Dataset
//! Machine configuration as a versioned, serde-backed document.

use std::sync::Arc;

use rand::Rng;
use rand::seq::SliceRandom;
use serde::{Deserialize, Deserializer, Serialize};

use crate::alphabet::{Letter, Positions};
use crate::machine::{EnigmaError, Machine};
use crate::plugboard::Plugboard;
use crate::reflector::Reflector;
use crate::rotor::{RotorSpec, RotorStack, RotorState, RotorType};
use crate::versioning::{MACHINE_SETTINGS_VERSION, expect_version};

/// Cables used by the random key generator, as on period key sheets.
pub const KEY_SHEET_PLUG_PAIRS: usize = 10;

#[derive(Clone, Debug, PartialEq, Eq, Serialize, Deserialize)]
#[serde(untagged)]
pub enum RotorChoice {
    Catalog(RotorType),
    Custom {
        name: String,
        wiring: String,
        notch: char,
    },
}

impl RotorChoice {
    fn spec(&self) -> Result<Arc<RotorSpec>, EnigmaError> {
        match self {
            RotorChoice::Catalog(rotor) => Ok(rotor.spec()),
            RotorChoice::Custom {
                name,
                wiring,
                notch,
            } => Ok(Arc::new(RotorSpec::new(name.clone(), wiring, *notch)?)),
        }
    }
}

#[derive(Clone, Debug, PartialEq, Eq, Serialize, Deserialize)]
pub struct RotorSettings {
    pub rotor: RotorChoice,
    pub position: Letter,
    pub ring: Letter,
}

impl RotorSettings {
    pub fn catalog(rotor: RotorType) -> Self {
        Self {
            rotor: RotorChoice::Catalog(rotor),
            position: Letter::A,
            ring: Letter::A,
        }
    }

    fn state(&self) -> Result<RotorState, EnigmaError> {
        Ok(RotorState::new(self.rotor.spec()?, self.position, self.ring))
    }
}

#[derive(Clone, Copy, Debug, PartialEq, Eq, Serialize, Deserialize)]
pub enum ReflectorType {
    B,
}

#[derive(Clone, Debug, PartialEq, Eq, Serialize, Deserialize)]
#[serde(untagged)]
pub enum ReflectorChoice {
    Catalog(ReflectorType),
    Custom { wiring: String },
}

impl ReflectorChoice {
    fn reflector(&self) -> Result<Reflector, EnigmaError> {
        match self {
            ReflectorChoice::Catalog(ReflectorType::B) => Ok(Reflector::b()),
            ReflectorChoice::Custom { wiring } => Reflector::new("custom", wiring),
        }
    }
}

/// Full key for one machine: rotor order, ring settings, start positions,
/// reflector and plugboard cabling.
#[derive(Clone, Debug, PartialEq, Eq, Serialize)]
pub struct MachineSettings {
    pub version: u16,
    /// Left, middle, right.
    pub rotors: [RotorSettings; 3],
    pub reflector: ReflectorChoice,
    /// Space separated pairs, e.g. `"AB CD"`.
    pub plugboard: String,
}

impl<'de> Deserialize<'de> for MachineSettings {
    fn deserialize<D>(deserializer: D) -> Result<Self, D::Error>
    where
        D: Deserializer<'de>,
    {
        #[derive(Deserialize)]
        struct Helper {
            version: u16,
            rotors: [RotorSettings; 3],
            reflector: ReflectorChoice,
            #[serde(default)]
            plugboard: String,
        }
        let helper = Helper::deserialize(deserializer)?;
        expect_version::<D::Error>(helper.version, MACHINE_SETTINGS_VERSION, "MachineSettings")?;
        Ok(Self {
            version: helper.version,
            rotors: helper.rotors,
            reflector: helper.reflector,
            plugboard: helper.plugboard,
        })
    }
}

impl Default for MachineSettings {
    /// Rotors I, II, III at `A-A-A`, rings `A-A-A`, reflector B, no cables.
    fn default() -> Self {
        Self {
            version: MACHINE_SETTINGS_VERSION,
            rotors: [
                RotorSettings::catalog(RotorType::I),
                RotorSettings::catalog(RotorType::II),
                RotorSettings::catalog(RotorType::III),
            ],
            reflector: ReflectorChoice::Catalog(ReflectorType::B),
            plugboard: String::new(),
        }
    }
}

impl MachineSettings {
    pub fn with_rotors(mut self, rotors: [RotorType; 3]) -> Self {
        for (slot, rotor) in self.rotors.iter_mut().zip(rotors) {
            slot.rotor = RotorChoice::Catalog(rotor);
        }
        self
    }

    pub fn with_positions(mut self, positions: Positions) -> Self {
        let letters = [positions.left, positions.middle, positions.right];
        for (slot, position) in self.rotors.iter_mut().zip(letters) {
            slot.position = position;
        }
        self
    }

    pub fn with_rings(mut self, rings: Positions) -> Self {
        let letters = [rings.left, rings.middle, rings.right];
        for (slot, ring) in self.rotors.iter_mut().zip(letters) {
            slot.ring = ring;
        }
        self
    }

    pub fn with_plugboard(mut self, plugboard: impl Into<String>) -> Self {
        self.plugboard = plugboard.into();
        self
    }

    pub fn positions(&self) -> Positions {
        let [left, middle, right] = &self.rotors;
        Positions::new(left.position, middle.position, right.position)
    }

    pub fn rings(&self) -> Positions {
        let [left, middle, right] = &self.rotors;
        Positions::new(left.ring, middle.ring, right.ring)
    }

    /// Validates every component and assembles a machine. Any invalid wiring,
    /// reflector or plugboard pair is rejected here.
    pub fn build(&self) -> Result<Machine, EnigmaError> {
        let [left, middle, right] = &self.rotors;
        let rotors = RotorStack::new(left.state()?, middle.state()?, right.state()?);
        let plugboard: Plugboard = self.plugboard.parse()?;
        let reflector = self.reflector.reflector()?;
        Ok(Machine::new(rotors, plugboard, reflector))
    }

    /// Draws a key: three distinct catalog rotors, random rings and start
    /// positions, and ten plugboard cables.
    pub fn random<R: Rng + ?Sized>(rng: &mut R) -> Self {
        let chosen: Vec<RotorType> = RotorType::ALL.choose_multiple(rng, 3).copied().collect();
        let rotors = [0, 1, 2].map(|slot| RotorSettings {
            rotor: RotorChoice::Catalog(chosen[slot]),
            position: random_letter(rng),
            ring: random_letter(rng),
        });
        let mut letters: Vec<Letter> = Letter::all().collect();
        letters.shuffle(rng);
        let pairs: Vec<String> = letters
            .chunks(2)
            .take(KEY_SHEET_PLUG_PAIRS)
            .map(|pair| {
                let (a, b) = if pair[0] < pair[1] {
                    (pair[0], pair[1])
                } else {
                    (pair[1], pair[0])
                };
                format!("{a}{b}")
            })
            .collect();
        Self {
            version: MACHINE_SETTINGS_VERSION,
            rotors,
            reflector: ReflectorChoice::Catalog(ReflectorType::B),
            plugboard: pairs.join(" "),
        }
    }
}

fn random_letter<R: Rng + ?Sized>(rng: &mut R) -> Letter {
    Letter::wrapping(rng.gen_range(0..26))
}

#[cfg(test)]
mod tests {
    use super::*;
    use crate::rng::derive_key_rng;
    use std::collections::HashSet;

    #[test]
    fn default_settings_build_reference_machine() {
        let mut machine = MachineSettings::default().build().unwrap();
        assert_eq!(machine.encrypt_letter('A').unwrap(), 'U');
        assert_eq!(machine.positions().to_string(), "A-A-B");
    }

    #[test]
    fn builder_overrides_apply_per_slot() {
        let settings = MachineSettings::default()
            .with_rotors([RotorType::IV, RotorType::V, RotorType::I])
            .with_positions("XYZ".parse().unwrap())
            .with_rings("BCD".parse().unwrap())
            .with_plugboard("AB");
        assert_eq!(settings.positions().to_string(), "X-Y-Z");
        assert_eq!(settings.rings().to_string(), "B-C-D");
        let machine = settings.build().unwrap();
        assert_eq!(machine.rotors().names(), ["IV", "V", "I"].map(String::from));
        assert_eq!(machine.rotors().right().ring_setting().to_char(), 'D');
        assert_eq!(machine.plugboard().to_string(), "AB");
    }

    #[test]
    fn json_roundtrip_with_custom_parts() {
        let mut settings = MachineSettings::default().with_plugboard("AQ BW");
        settings.rotors[0].rotor = RotorChoice::Custom {
            name: "shifted".into(),
            wiring: "BCDEFGHIJKLMNOPQRSTUVWXYZA".into(),
            notch: 'M',
        };
        settings.reflector = ReflectorChoice::Custom {
            wiring: crate::reflector::REFLECTOR_B_WIRING.into(),
        };
        let encoded = serde_json::to_string(&settings).unwrap();
        let decoded: MachineSettings = serde_json::from_str(&encoded).unwrap();
        assert_eq!(decoded, settings);
        assert!(decoded.build().is_ok());
    }

    #[test]
    fn catalog_names_serialize_as_strings() {
        let value = serde_json::to_value(MachineSettings::default()).unwrap();
        assert_eq!(value["rotors"][2]["rotor"], "III");
        assert_eq!(value["rotors"][2]["position"], "A");
        assert_eq!(value["reflector"], "B");
        assert_eq!(value["version"], 1);
    }

    #[test]
    fn version_mismatch_rejected() {
        let json = r#"{
            "version": 9,
            "rotors": [
                {"rotor": "I", "position": "A", "ring": "A"},
                {"rotor": "II", "position": "A", "ring": "A"},
                {"rotor": "III", "position": "A", "ring": "A"}
            ],
            "reflector": "B"
        }"#;
        let err = serde_json::from_str::<MachineSettings>(json).unwrap_err();
        assert!(err.to_string().contains("version mismatch"));
    }

    #[test]
    fn invalid_parts_fail_at_build() {
        let bad_plugboard = MachineSettings::default().with_plugboard("AB AC");
        assert!(matches!(
            bad_plugboard.build().unwrap_err(),
            EnigmaError::PlugboardLetterReused(_)
        ));

        let mut bad_rotor = MachineSettings::default();
        bad_rotor.rotors[1].rotor = RotorChoice::Custom {
            name: "dup".into(),
            wiring: "ABCDEFGHIJKLMNOPQRSTUVWXYY".into(),
            notch: 'A',
        };
        assert!(matches!(
            bad_rotor.build().unwrap_err(),
            EnigmaError::DuplicateWiring { .. }
        ));

        let mut bad_reflector = MachineSettings::default();
        bad_reflector.reflector = ReflectorChoice::Custom {
            wiring: "ABCDEFGHIJKLMNOPQRSTUVWXYZ".into(),
        };
        assert!(matches!(
            bad_reflector.build().unwrap_err(),
            EnigmaError::ReflectorFixedPoint { .. }
        ));
    }

    #[test]
    fn random_key_is_valid_and_reproducible() {
        let a = MachineSettings::random(&mut derive_key_rng(b"sheet", b"day-1"));
        let b = MachineSettings::random(&mut derive_key_rng(b"sheet", b"day-1"));
        assert_eq!(a, b);

        let names: HashSet<_> = a
            .rotors
            .iter()
            .map(|slot| match &slot.rotor {
                RotorChoice::Catalog(rotor) => *rotor,
                RotorChoice::Custom { .. } => panic!("random keys use catalog rotors"),
            })
            .collect();
        assert_eq!(names.len(), 3);

        let machine = a.build().unwrap();
        assert_eq!(machine.plugboard().pairs().len(), KEY_SHEET_PLUG_PAIRS);
    }
}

Assigned task
What lines of the listing above hold "RotorChoice"? Copy all of them.

Reply
pub enum RotorChoice {
impl RotorChoice {
            RotorChoice::Catalog(rotor) => Ok(rotor.spec()),
            RotorChoice::Custom {
    pub rotor: RotorChoice,
            rotor: RotorChoice::Catalog(rotor),
            slot.rotor = RotorChoice::Catalog(rotor);
            rotor: RotorChoice::Catalog(chosen[slot]),
        settings.rotors[0].rotor = RotorChoice::Custom {
        bad_rotor.rotors[1].rotor = RotorChoice::Custom {
                RotorChoice::Catalog(rotor) => *rotor,
                RotorChoice::Custom { .. } => panic!("random keys use catalog rotors"),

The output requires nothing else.